## Data excerpts:
>>>>

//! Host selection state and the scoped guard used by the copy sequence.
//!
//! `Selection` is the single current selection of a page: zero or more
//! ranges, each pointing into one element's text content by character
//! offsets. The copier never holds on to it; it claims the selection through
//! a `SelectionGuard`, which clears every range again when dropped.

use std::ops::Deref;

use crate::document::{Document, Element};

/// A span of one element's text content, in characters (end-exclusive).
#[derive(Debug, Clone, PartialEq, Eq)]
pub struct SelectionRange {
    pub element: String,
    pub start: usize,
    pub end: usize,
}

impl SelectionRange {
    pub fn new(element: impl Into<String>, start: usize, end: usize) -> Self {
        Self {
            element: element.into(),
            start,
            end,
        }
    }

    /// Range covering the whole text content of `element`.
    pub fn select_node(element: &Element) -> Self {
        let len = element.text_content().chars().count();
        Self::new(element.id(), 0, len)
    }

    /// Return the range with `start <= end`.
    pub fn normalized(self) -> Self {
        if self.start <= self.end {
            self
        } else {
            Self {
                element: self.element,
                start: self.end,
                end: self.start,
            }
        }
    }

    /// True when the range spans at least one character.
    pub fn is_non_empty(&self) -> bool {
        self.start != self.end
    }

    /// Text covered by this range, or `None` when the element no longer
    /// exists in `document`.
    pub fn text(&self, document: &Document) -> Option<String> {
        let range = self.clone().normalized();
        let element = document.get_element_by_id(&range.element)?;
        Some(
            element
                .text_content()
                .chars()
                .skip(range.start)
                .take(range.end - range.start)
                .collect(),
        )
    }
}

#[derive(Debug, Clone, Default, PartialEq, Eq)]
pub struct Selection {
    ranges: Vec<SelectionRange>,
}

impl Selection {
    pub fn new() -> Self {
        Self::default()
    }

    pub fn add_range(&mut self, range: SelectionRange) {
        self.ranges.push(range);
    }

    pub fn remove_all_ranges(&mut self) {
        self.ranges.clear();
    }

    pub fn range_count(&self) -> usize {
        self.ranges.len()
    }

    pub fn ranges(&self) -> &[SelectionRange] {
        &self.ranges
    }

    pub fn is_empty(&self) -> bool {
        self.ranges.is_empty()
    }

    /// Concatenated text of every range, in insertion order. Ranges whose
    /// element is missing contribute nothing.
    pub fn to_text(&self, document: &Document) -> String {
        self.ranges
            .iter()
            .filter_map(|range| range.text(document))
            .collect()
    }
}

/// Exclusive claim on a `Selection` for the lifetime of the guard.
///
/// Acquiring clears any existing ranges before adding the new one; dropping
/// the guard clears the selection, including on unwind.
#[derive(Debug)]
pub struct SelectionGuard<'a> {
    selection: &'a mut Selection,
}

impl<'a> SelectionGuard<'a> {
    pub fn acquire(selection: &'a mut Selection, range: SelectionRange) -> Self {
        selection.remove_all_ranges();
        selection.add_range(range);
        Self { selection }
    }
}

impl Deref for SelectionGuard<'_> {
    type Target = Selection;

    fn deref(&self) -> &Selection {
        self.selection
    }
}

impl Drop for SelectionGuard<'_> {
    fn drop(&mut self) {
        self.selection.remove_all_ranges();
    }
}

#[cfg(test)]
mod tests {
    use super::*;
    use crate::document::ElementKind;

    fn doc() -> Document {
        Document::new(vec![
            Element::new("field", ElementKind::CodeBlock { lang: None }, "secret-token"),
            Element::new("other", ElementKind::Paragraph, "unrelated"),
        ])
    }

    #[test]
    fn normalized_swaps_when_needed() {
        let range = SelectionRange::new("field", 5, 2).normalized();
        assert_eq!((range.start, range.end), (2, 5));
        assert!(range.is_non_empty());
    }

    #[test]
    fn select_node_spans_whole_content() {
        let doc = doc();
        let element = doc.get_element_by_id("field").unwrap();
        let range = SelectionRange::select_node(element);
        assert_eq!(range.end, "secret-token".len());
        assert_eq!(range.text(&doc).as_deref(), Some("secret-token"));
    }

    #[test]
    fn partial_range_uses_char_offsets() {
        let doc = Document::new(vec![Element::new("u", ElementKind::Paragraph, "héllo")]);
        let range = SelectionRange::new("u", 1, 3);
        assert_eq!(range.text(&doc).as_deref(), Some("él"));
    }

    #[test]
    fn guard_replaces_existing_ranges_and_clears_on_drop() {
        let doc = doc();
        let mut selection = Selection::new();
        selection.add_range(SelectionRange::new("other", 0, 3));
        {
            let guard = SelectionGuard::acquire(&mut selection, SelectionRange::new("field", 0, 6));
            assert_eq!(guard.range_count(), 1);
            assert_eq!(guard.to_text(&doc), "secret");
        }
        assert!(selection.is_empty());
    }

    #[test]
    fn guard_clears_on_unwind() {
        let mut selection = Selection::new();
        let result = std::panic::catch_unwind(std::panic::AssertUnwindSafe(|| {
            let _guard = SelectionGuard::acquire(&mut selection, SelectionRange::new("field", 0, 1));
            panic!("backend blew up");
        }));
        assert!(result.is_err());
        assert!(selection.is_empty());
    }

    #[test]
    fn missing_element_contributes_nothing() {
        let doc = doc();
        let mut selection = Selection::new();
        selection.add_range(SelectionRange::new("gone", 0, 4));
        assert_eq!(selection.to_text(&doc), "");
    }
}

<<<<
>>>>

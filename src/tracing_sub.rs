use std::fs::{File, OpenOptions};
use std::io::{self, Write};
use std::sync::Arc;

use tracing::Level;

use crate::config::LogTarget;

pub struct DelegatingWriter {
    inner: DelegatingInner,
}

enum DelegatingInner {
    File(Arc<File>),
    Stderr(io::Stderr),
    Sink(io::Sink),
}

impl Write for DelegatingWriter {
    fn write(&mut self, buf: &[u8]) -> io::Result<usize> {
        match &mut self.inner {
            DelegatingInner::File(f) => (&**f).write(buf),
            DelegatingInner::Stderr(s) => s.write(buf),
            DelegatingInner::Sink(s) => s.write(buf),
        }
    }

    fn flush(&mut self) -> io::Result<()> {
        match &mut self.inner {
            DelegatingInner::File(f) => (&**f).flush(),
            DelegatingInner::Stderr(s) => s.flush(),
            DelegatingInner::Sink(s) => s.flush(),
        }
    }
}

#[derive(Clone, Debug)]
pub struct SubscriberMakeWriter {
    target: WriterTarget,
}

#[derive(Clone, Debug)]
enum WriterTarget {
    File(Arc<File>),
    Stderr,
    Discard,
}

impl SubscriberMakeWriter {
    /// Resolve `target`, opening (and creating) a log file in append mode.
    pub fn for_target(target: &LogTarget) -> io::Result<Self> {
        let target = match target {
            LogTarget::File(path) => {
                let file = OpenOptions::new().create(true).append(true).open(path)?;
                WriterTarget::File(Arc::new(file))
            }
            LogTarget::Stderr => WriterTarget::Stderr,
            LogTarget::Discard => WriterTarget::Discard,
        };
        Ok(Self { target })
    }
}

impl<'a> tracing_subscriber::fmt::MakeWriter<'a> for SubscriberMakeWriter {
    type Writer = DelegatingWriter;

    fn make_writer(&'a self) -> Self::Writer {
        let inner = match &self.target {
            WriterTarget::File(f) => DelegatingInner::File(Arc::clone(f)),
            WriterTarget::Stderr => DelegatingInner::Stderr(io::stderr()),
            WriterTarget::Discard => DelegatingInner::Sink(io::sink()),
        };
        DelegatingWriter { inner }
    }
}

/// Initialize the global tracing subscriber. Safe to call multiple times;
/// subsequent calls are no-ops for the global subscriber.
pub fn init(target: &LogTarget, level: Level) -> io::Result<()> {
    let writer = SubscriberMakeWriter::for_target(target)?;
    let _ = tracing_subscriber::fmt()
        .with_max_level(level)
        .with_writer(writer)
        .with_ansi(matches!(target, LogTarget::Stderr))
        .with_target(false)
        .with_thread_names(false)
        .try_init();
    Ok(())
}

<<<<

## Action item:
Find the word "SubscriberMakeWriter" in the entries above, then copy each line that holds it.

## Task solution:
pub struct SubscriberMakeWriter {
impl SubscriberMakeWriter {
impl<'a> tracing_subscriber::fmt::MakeWriter<'a> for SubscriberMakeWriter {
    let writer = SubscriberMakeWriter::for_target(target)?;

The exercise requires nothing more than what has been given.